Beginning at the line that includes "the team chat" in the entries below, print each line exactly as it appears, through the last one.

-- TASK INPUT follows --

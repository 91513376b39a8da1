//! Enquiry notification fan-out.
//!
//! When a new enquiry lands, the pipeline enriches it (joining the
//! optional user record), formats it, and delivers it over two
//! independent channels: a Slack webhook for the team and a confirmation
//! email for the enquirer. Channels are isolated behind traits so one
//! channel's outage never suppresses the other, and tests can inject
//! fakes.

pub mod email;
pub mod enrich;
pub mod format;
pub mod notifier;
pub mod slack;
pub mod store;
pub mod template;

use async_trait::async_trait;

pub use email::SmtpMailer;
pub use enrich::{enrich, EnrichError, EnrichedEnquiry};
pub use notifier::{ChannelOutcome, Notifier, NotifyReport};
pub use slack::SlackSender;
pub use store::{EnquiryStore, PgStore};
pub use template::{TemplateError, TemplateStore};

// =============================================================================
// Send Outcome
// =============================================================================

/// Result of a single channel delivery attempt. Senders report failure
/// through this instead of raising, so callers only ever branch on a
/// boolean.
#[derive(Debug, Clone)]
pub struct SendOutcome {
    pub success: bool,
    /// Failure detail for the logs
    pub detail: Option<String>,
}

impl SendOutcome {
    pub fn success() -> Self {
        Self {
            success: true,
            detail: None,
        }
    }

    pub fn failure(detail: String) -> Self {
        Self {
            success: false,
            detail: Some(detail),
        }
    }
}

// =============================================================================
// Channel Sender Traits
// =============================================================================

/// Posts a formatted text message to the team chat
#[async_trait]
pub trait ChatSender: Send + Sync {
    async fn send(&self, text: &str) -> SendOutcome;
}

/// A confirmation email ready for delivery
#[derive(Debug, Clone, PartialEq)]
pub struct OutgoingEmail {
    pub to: String,
    pub subject: String,
    pub html: String,
    /// Enquiry id, attached as a stable reference header for thread
    /// correlation
    pub enquiry_ref: String,
}

/// Delivers a confirmation email to the enquirer
#[async_trait]
pub trait EmailSender: Send + Sync {
    async fn send(&self, email: &OutgoingEmail) -> SendOutcome;
}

-- TASK INPUT concluded --

EXERCISE RESPONSE:
/// Posts a formatted text message to the team chat
#[async_trait]
pub trait ChatSender: Send + Sync {
    async fn send(&self, text: &str) -> SendOutcome;
}

/// A confirmation email ready for delivery
#[derive(Debug, Clone, PartialEq)]
pub struct OutgoingEmail {
    pub to: String,
    pub subject: String,
    pub html: String,
    /// Enquiry id, attached as a stable reference header for thread
    /// correlation
    pub enquiry_ref: String,
}

/// Delivers a confirmation email to the enquirer
#[async_trait]
pub trait EmailSender: Send + Sync {
    async fn send(&self, email: &OutgoingEmail) -> SendOutcome;
}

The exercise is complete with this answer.